In this paper, we leverage the concept of the metric backbone to improve the efficiency of large-scale graph analytics. The metric backbone is the minimum subgraph that preserves the shortest paths of a weighted graph. We use the metric backbone in place of the original graph to compute various graph metrics exactly or with good approximation. By computing on a smaller graph, we improve the performance of graph analytics applications on two different systems, a batch graph processing system and a graph database.
Further, we provide an algorithm for the computation of the metric backbone on large graphs. While one can compute the metric backbone by solving the all-pairs-shortest-paths problem, this approach incurs prohibitive time and space complexity for big graphs. Instead, we propose a heuristic that makes computing the metric backbone practical even for large graphs. Additionally, we analyze several real datasets of different sizes and domains and we show that we can approximate the metric backbone by removing only first-order semi-metric edges; edges for which a shorter two-hop path exists.

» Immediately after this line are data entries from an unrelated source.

use alloy_primitives::B256;
use async_trait::async_trait;
use chrono::{TimeZone, Utc};
use ens_sniper::{
    label_hash, BatchScheduler, ExpirationOracle, FixedClock, OracleError, SnipeError,
    SnipeabilityEvaluator,
};
use std::collections::HashMap;
use std::sync::{Arc, Mutex};
use std::time::{Duration, Instant};

/// Answers from a fixed table and records when each lookup started.
struct TableOracle {
    table: HashMap<B256, u64>,
    started: Mutex<Vec<(B256, Instant)>>,
}

impl TableOracle {
    fn new(entries: &[(&str, u64)]) -> Self {
        Self {
            table: entries.iter().map(|(d, ts)| (label_hash(d), *ts)).collect(),
            started: Mutex::new(Vec::new()),
        }
    }
}

#[async_trait]
impl ExpirationOracle for TableOracle {
    async fn get_expiration(&self, label_hash: B256) -> Result<u64, OracleError> {
        self.started.lock().unwrap().push((label_hash, Instant::now()));
        self.table
            .get(&label_hash)
            .copied()
            .ok_or_else(|| OracleError::Transport("connection reset".to_string()))
    }
}

fn scheduler_with(
    oracle: Arc<TableOracle>,
    batch_size: usize,
    delay: Duration,
) -> BatchScheduler<TableOracle> {
    let now = Utc.with_ymd_and_hms(2025, 1, 1, 0, 0, 0).unwrap();
    let evaluator = SnipeabilityEvaluator::with_clock(oracle, Arc::new(FixedClock(now)));
    BatchScheduler::new(Arc::new(evaluator), batch_size, delay).unwrap()
}

#[tokio::test]
async fn test_five_domains_in_batches_of_two() {
    let domains: Vec<String> = ["a1.eth", "b2.eth", "c3.eth", "d4.eth", "e5.eth"]
        .iter()
        .map(|s| s.to_string())
        .collect();
    let entries: Vec<(&str, u64)> = domains.iter().map(|d| (d.as_str(), 1_600_000_000)).collect();
    let oracle = Arc::new(TableOracle::new(&entries));
    let delay = Duration::from_millis(60);
    let scheduler = scheduler_with(Arc::clone(&oracle), 2, delay);

    let started = Instant::now();
    let results = scheduler.evaluate_many(&domains).await.unwrap();

    assert!(started.elapsed() >= delay * 2);
    assert_eq!(results.len(), 5);
    for (domain, result) in domains.iter().zip(&results) {
        assert_eq!(&result.domain, domain);
        assert!(result.is_snipeable());
    }

    // 第三批 (e5) 必須在前兩批之後、至少隔兩次延遲才開始
    let starts = oracle.started.lock().unwrap();
    let first = starts.iter().map(|(_, t)| *t).min().unwrap();
    let (_, last_batch_start) = starts
        .iter()
        .find(|(h, _)| *h == label_hash("e5.eth"))
        .unwrap();
    assert!(last_batch_start.duration_since(first) >= delay * 2);
}

#[tokio::test]
async fn test_unknown_domain_fails_alone() {
    let oracle = Arc::new(TableOracle::new(&[("known.eth", 1_600_000_000)]));
    let scheduler = scheduler_with(oracle, 10, Duration::from_millis(1));
    let domains = vec!["known.eth".to_string(), "unknown.eth".to_string()];

    let results = scheduler.evaluate_many(&domains).await.unwrap();

    assert!(results[0].evaluation().is_some());
    assert_eq!(results[1].domain, "unknown.eth");
    assert_eq!(results[1].error(), Some("Failed to check expiration"));
}

#[tokio::test]
async fn test_empty_input_rejected() {
    let oracle = Arc::new(TableOracle::new(&[]));
    let scheduler = scheduler_with(oracle, 2, Duration::from_millis(1));

    let err = scheduler.evaluate_many(&[]).await.unwrap_err();
    assert!(matches!(err, SnipeError::InvalidInput { .. }));
}
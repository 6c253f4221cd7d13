//! Speculative acquisition price of an expired name.
//!
//! The premium starts at 100M at grace end and halves every day; before grace
//! end it is a large negative sentinel so callers can tell "not yet" apart.

use chrono::{DateTime, Utc};

pub const PREMIUM_START_PRICE: f64 = 100_000_000.0;
pub const PREMIUM_NOT_ACTIVE: f64 = -1_000_000.0;
pub const DEFAULT_REGISTRATION_DAYS: u32 = 30;

const MILLIS_PER_DAY: f64 = 86_400_000.0;

// 年費 (USD) 依標籤長度分級
const LONG_NAME_YEARLY: f64 = 5.0;
const FOUR_CHAR_YEARLY: f64 = 160.0;
const SHORT_NAME_YEARLY: f64 = 640.0;

pub fn premium_price(grace_end: DateTime<Utc>) -> f64 {
    premium_price_at(grace_end, Utc::now())
}

pub fn premium_price_at(grace_end: DateTime<Utc>, now: DateTime<Utc>) -> f64 {
    let elapsed = now - grace_end;
    if elapsed < chrono::TimeDelta::zero() {
        return PREMIUM_NOT_ACTIVE;
    }

    let days_passed = round_to_hundredths(elapsed.num_milliseconds() as f64 / MILLIS_PER_DAY);
    PREMIUM_START_PRICE * 0.5_f64.powf(days_passed)
}

/// Length used for bucketing: char count minus the 4 chars of `.eth`.
///
/// The 4 is subtracted whether or not the suffix is present, so callers pass
/// the full domain.
pub fn normalized_length(name: &str) -> i64 {
    name.chars().count() as i64 - 4
}

pub fn daily_rate(name: &str) -> f64 {
    let yearly = match normalized_length(name) {
        len if len >= 5 => LONG_NAME_YEARLY,
        4 => FOUR_CHAR_YEARLY,
        _ => SHORT_NAME_YEARLY,
    };
    yearly / 365.0
}

pub fn reg_price(name: &str, days: u32) -> f64 {
    daily_rate(name) * f64::from(days)
}

pub fn net_reg_price(name: &str, grace_end: DateTime<Utc>) -> f64 {
    net_reg_price_at(name, grace_end, Utc::now())
}

pub fn net_reg_price_at(name: &str, grace_end: DateTime<Utc>, now: DateTime<Utc>) -> f64 {
    premium_price_at(grace_end, now) + reg_price(name, DEFAULT_REGISTRATION_DAYS)
}

fn round_to_hundredths(value: f64) -> f64 {
    (value * 100.0).round() / 100.0
}
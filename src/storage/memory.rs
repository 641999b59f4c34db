use bytes::Bytes;
use parking_lot::RwLock;
use std::collections::HashMap;

/// In-memory key to blob mapping shared by every request handler.
///
/// The whole map sits behind a single `RwLock`. Mutations take the write guard,
/// lookups and enumeration take the read guard. Guards are only ever held for the
/// duration of the map access itself and never across an `.await`.
#[derive(Debug, Default)]
pub struct MemoryStore {
    entries: RwLock<HashMap<String, Bytes>>,
}

impl MemoryStore {
    pub fn new() -> Self {
        Self::default()
    }

    /// Snapshot of all keys present at a single point in time.
    ///
    /// Order is unspecified and may differ between calls.
    pub fn list_keys(&self) -> Vec<String> {
        self.entries.read().keys().cloned().collect()
    }

    /// Returns the stored value, or `None` when the key is absent.
    pub fn read(&self, key: &str) -> Option<Bytes> {
        self.entries.read().get(key).cloned()
    }

    /// Inserts or fully replaces the value stored under `key`.
    pub fn write(&self, key: impl Into<String>, value: impl Into<Bytes>) {
        let key = key.into();
        let value = value.into();
        let previous = self.entries.write().insert(key.clone(), value);
        if previous.is_some() {
            tracing::debug!("Replaced value for key '{}'", key);
        }
    }

    /// Removes `key`. Returns `false` if it was not present.
    pub fn delete(&self, key: &str) -> bool {
        self.entries.write().remove(key).is_some()
    }

    pub fn contains_key(&self, key: &str) -> bool {
        self.entries.read().contains_key(key)
    }

    pub fn len(&self) -> usize {
        self.entries.read().len()
    }

    pub fn is_empty(&self) -> bool {
        self.entries.read().is_empty()
    }

    /// Sum of the lengths of all stored values.
    pub fn total_bytes(&self) -> usize {
        self.entries.read().values().map(Bytes::len).sum()
    }
}
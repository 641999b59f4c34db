use clap::Parser;
use mock_storage::config::{
    DEFAULT_HOST, DEFAULT_MAX_BODY_BYTES, DEFAULT_PORT, DEFAULT_READ_DELAY_MS,
};
use mock_storage::{ServerConfig, server};
use std::time::Duration;
use tracing_subscriber::EnvFilter;

/// In-memory storage server with injected read latency, for client end-to-end tests
#[derive(Parser, Debug)]
#[command(name = "mock-storage-server")]
#[command(version)]
struct Args {
    /// Host to bind
    #[arg(default_value = DEFAULT_HOST)]
    host: String,

    /// Port to bind
    #[arg(default_value_t = DEFAULT_PORT)]
    port: u16,

    /// Delay applied to every read request, in milliseconds
    #[arg(long, default_value_t = DEFAULT_READ_DELAY_MS)]
    read_delay_ms: u64,

    /// Maximum accepted write request body, in bytes
    #[arg(long, default_value_t = DEFAULT_MAX_BODY_BYTES)]
    max_body_bytes: usize,
}

#[tokio::main]
async fn main() -> anyhow::Result<()> {
    let filter = EnvFilter::try_from_default_env().unwrap_or_else(|_| EnvFilter::new("info"));
    tracing_subscriber::fmt().with_env_filter(filter).init();

    let args = Args::parse();

    let config = ServerConfig::builder()
        .host(args.host)
        .port(args.port)
        .read_delay(Duration::from_millis(args.read_delay_ms))
        .max_body_bytes(args.max_body_bytes)
        .build();

    server::run(config).await
}
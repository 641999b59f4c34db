use axum::http::StatusCode;
use axum::http::header::{
    ACCESS_CONTROL_ALLOW_HEADERS, ACCESS_CONTROL_ALLOW_METHODS, ACCESS_CONTROL_ALLOW_ORIGIN,
    CONTENT_TYPE,
};
use axum::response::{IntoResponse, Response};
use serde::Serialize;

use super::protocol::ErrorResponse;
use crate::error::ApiError;

pub const JSON_CONTENT_TYPE: &str = "application/json; charset=utf-8";
pub const ALLOWED_ORIGIN: &str = "*";
pub const ALLOWED_METHODS: &str = "GET, POST, DELETE, OPTIONS";
pub const ALLOWED_HEADERS: &str = "Content-Type";

/// 200 response carrying a JSON body plus the full set of CORS headers.
#[derive(Debug)]
pub struct JsonReply<T>(pub T);

impl<T: Serialize> IntoResponse for JsonReply<T> {
    fn into_response(self) -> Response {
        match serde_json::to_vec(&self.0) {
            Ok(body) => (
                StatusCode::OK,
                [
                    (CONTENT_TYPE, JSON_CONTENT_TYPE),
                    (ACCESS_CONTROL_ALLOW_ORIGIN, ALLOWED_ORIGIN),
                    (ACCESS_CONTROL_ALLOW_METHODS, ALLOWED_METHODS),
                    (ACCESS_CONTROL_ALLOW_HEADERS, ALLOWED_HEADERS),
                ],
                body,
            )
                .into_response(),
            Err(e) => ApiError::Unexpected(format!("Failed to encode response: {}", e))
                .into_response(),
        }
    }
}

/// Error envelope. Only the origin header is advertised on errors.
pub(crate) fn error_response(status: StatusCode, message: String) -> Response {
    let envelope = ErrorResponse {
        error: message,
        code: status.as_u16(),
    };

    match serde_json::to_vec(&envelope) {
        Ok(body) => (
            status,
            [
                (CONTENT_TYPE, JSON_CONTENT_TYPE),
                (ACCESS_CONTROL_ALLOW_ORIGIN, ALLOWED_ORIGIN),
            ],
            body,
        )
            .into_response(),
        Err(e) => {
            tracing::error!("Failed to encode error envelope: {}", e);
            (status, envelope.error).into_response()
        }
    }
}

We provide a distributed implementation of our algorithm and apply it in large scale scenarios. We evaluate our algorithm using a variety of real graphs, including a Facebook social network subgraph of ∼50 billion edges. We measure the impact of using the metric backbone on runtime performance in two graph management systems. We achieve query speedups of up to 6.7x in the Neo4j commercial graph database and job speedups of up to 6x in the Giraph graph processing system.